The claim sued upon includes three separate causes of action, somewhat confused and blended in the complaint. As described by plaintiff’s counsel they are as follows:

(1) A- claim for $1,000 alleged to be due plaintiff for advances made by her for the benefit of deceased on an installment contract for the purchase of real property, which deceased promised to repay to plaintiff.

(2) A claim for $1,000 alleged to be due Mrs. E. M. Smith for her interest in certain real property conveyed for the benefit of deceased, which claim was assigned to the plaintiff.

*307(3) A claim for $1,000 for one-half the reasonable amount for the support of Mrs. E. M. Smith, the mother of plaintiff and deceased, furnished by the plaintiff and which it is alleged deceased agreed to pay.

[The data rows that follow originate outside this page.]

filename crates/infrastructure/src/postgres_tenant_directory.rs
//! PostgreSQL-backed tenant directory.

use async_trait::async_trait;
use sqlx::PgPool;

use maklaro_application::TenantDirectory;
use maklaro_core::{AppError, AppResult, TenantId};
use maklaro_domain::{Tenant, TenantSlug};

/// PostgreSQL implementation of the tenant directory port.
#[derive(Clone)]
pub struct PostgresTenantDirectory {
    pool: PgPool,
}

impl PostgresTenantDirectory {
    /// Creates a directory with the provided connection pool.
    #[must_use]
    pub fn new(pool: PgPool) -> Self {
        Self { pool }
    }
}

#[derive(Debug, sqlx::FromRow)]
struct TenantRow {
    id: uuid::Uuid,
    name: String,
    slug: String,
}

impl TryFrom<TenantRow> for Tenant {
    type Error = AppError;

    fn try_from(row: TenantRow) -> Result<Self, Self::Error> {
        let slug = TenantSlug::new(row.slug)?;
        Tenant::new(TenantId::from_uuid(row.id), row.name, slug)
    }
}

#[async_trait]
impl TenantDirectory for PostgresTenantDirectory {
    async fn find_tenant(&self, tenant_id: TenantId) -> AppResult<Option<Tenant>> {
        let row = sqlx::query_as::<_, TenantRow>(
            r#"
            SELECT id, name, slug
            FROM tenants
            WHERE id = $1
            LIMIT 1
            "#,
        )
        .bind(tenant_id.as_uuid())
        .fetch_optional(&self.pool)
        .await
        .map_err(|error| AppError::Store(format!("failed to find tenant: {error}")))?;

        row.map(Tenant::try_from).transpose()
    }
}
//! Domain entities and invariants.

#![forbid(unsafe_code)]

mod role_template;
mod security;
mod tenant;
mod user;

pub use role_template::{RoleTemplate, RoleTemplateRegistry};
pub use security::{
    Action, AuditAction, CommissionVisibility, DashboardScope, Module, Permission, RoleId,
};
pub use tenant::{Tenant, TenantSlug};
pub use user::{AccountTier, EmailAddress, UserId, UserProfile};
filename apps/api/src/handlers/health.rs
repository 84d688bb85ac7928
use axum::Json;
use axum::extract::State;
use axum::http::StatusCode;

use crate::dto::{HealthDependencyStatus, HealthResponse};
use crate::state::AppState;

mod checks;
mod handlers;

pub use handlers::health_handler;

It is alleged in substance: That the plaintiff, Mrs. E. M. Smith, and Story B. Smith, owned in equal shares a house and lot in Salt Lake City, called the Kelling property. That on January 27, 1915, at the instance and for the benefit of Story B. Smith, the property was traded and conveyed to one "W. B. Kelling for a drug store transferred by Kelling to Story B. Smith. That plaintiff and Story B. Smith jointly bought another dwelling house, called the University street property, agreeing to pay therefor by installments, of $100 per month. (The number of installments or the total purchase price is not stated.) That it was agreed that Story B. Smith, in consideration of plaintiff conveying her interests in the Kelling property, would pay all of the installments as they fell due on the University street property, and that the deed to said property, when paid for, should be made to plaintiff and Story B. Smith jointly. “That some of said installments were so paid by said Story B. Smith, but that when most of them fell due the said Story B. Smith failed to pay, and that this plaintiff paid them and that the said Story B. Smith agreed and promised on or about January 1, 1917, to repay to the plaintiff whatever amount she had paid on his portion of the installments, in order that their installment contract would not forfeit.” That “for the most of the year 1916 the said Smith failed to make any payments on the University street property, and on or about January 1, 1917, he agreed to pay to this plaintiff as much as he could each month out of any salary he might earn, which amount was to be not less than the sum of $100 per month until he had paid the plaintiff the sum of $1,000, that amount being then agreed upon as the amount due this plaintiff at that time for both debts, to- wit, what she had owned in the first-described property and had deeded to said Kelling, and hereinafter called the Kelling property, and for the different amounts she had at that time paid on the University street *308property at said Smith’s request.” That later Smith “sent some money to plaintiff to meet a portion of the installments as they became due, * * * but never any amount on the old debts and not enough to. pay his share of one-half of said installments. That the plaintiff paid the said installments as they fell due, and said property was on April 2, 1920, conveyed to Lois Miller and S. Ben Smith jointly.”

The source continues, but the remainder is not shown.